"Just the same," muttered Clint, when he had stopped laughing, "I'm scared. And I do wish Robey had let me alone."
"Coward!" taunted Amy. "Quitter! Youth of chilly extremities!"
"I'll have to learn new signals, too. And that's a beast of a job, Amy."
"Sluggard! Lazy-bones! Dawdler!"
"Shut up! I wish it was you, by ginger!"
"If it was me," replied Amy, "do you think I'd be sitting there clasping my hands agonisedly? Not much I wouldn't be sitting there handing my clasp ango--Well, I wouldn't! I'd be out on the Row with my head up and my thumbs in the pockets of my vest; only I haven't any vest on; and I'd be letting folks know what had happened to me. You don't deserve the honour of making the 'varsity in your fourth year, Clint. You don't appreciate it. Why, look at poor old Freer.
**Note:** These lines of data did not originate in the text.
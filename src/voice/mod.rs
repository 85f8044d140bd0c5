//! Voice processing module
//!
//! Handles audio capture, keyword spotting, the wake listener loop and
//! response playback. The dialog side lives in `crate::dialog`.

mod capture;
mod listener;
mod playback;
#[cfg(feature = "wake-word")]
mod rustpotter;
mod spotter;

pub use capture::{
    AudioChunk, BYTES_PER_FRAME, CHUNK_FRAMES, CaptureDevice, CaptureSource, CpalCapture,
    ReadOutcome, SAMPLE_RATE, f32_to_i16, samples_to_wav,
};
pub use listener::{
    Detection, ListenOutcome, ListenReport, ListenerHandle, ListenerState, RETRY_BACKOFF,
    StopSignal, WakeListener,
};
pub use playback::{AudioPlayback, DRAIN_GRACE, PlaybackSink, sine_tone};
#[cfg(feature = "wake-word")]
pub use rustpotter::RustpotterEngine;
pub use spotter::{
    DetectionEngine, DetectionOutcome, EngineSession, KeywordSpotter, ResultHandler, SpotResult,
    TRIGGER_PHRASE, Task,
};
He's been trying to make himself a regular for three years and he's still just a substitute!"
"That's what I'll be," said Clint. "You don't suppose, do you, that they're going to put me in the first line-up?"
"Well, not for a day or two," answered Amy airily. "But after that you'll be a regular feature of the day's entertainment. And, zowie, how the second will lay for you and hand it to you! They'll consider you a traitor, a renegade, a--a backslider, Clint, and they'll go after you hard. Better lay in a full supply of arnica and sterilised gauze and plaster, my noble hero, for you'll get yours all right, all right!"
"I don't see why they need to look at it that way," objected the other. "I didn't want to leave the second!"
"But they won't believe it, Clint. I'm sorry for you, but the path of glory is indeed hard!"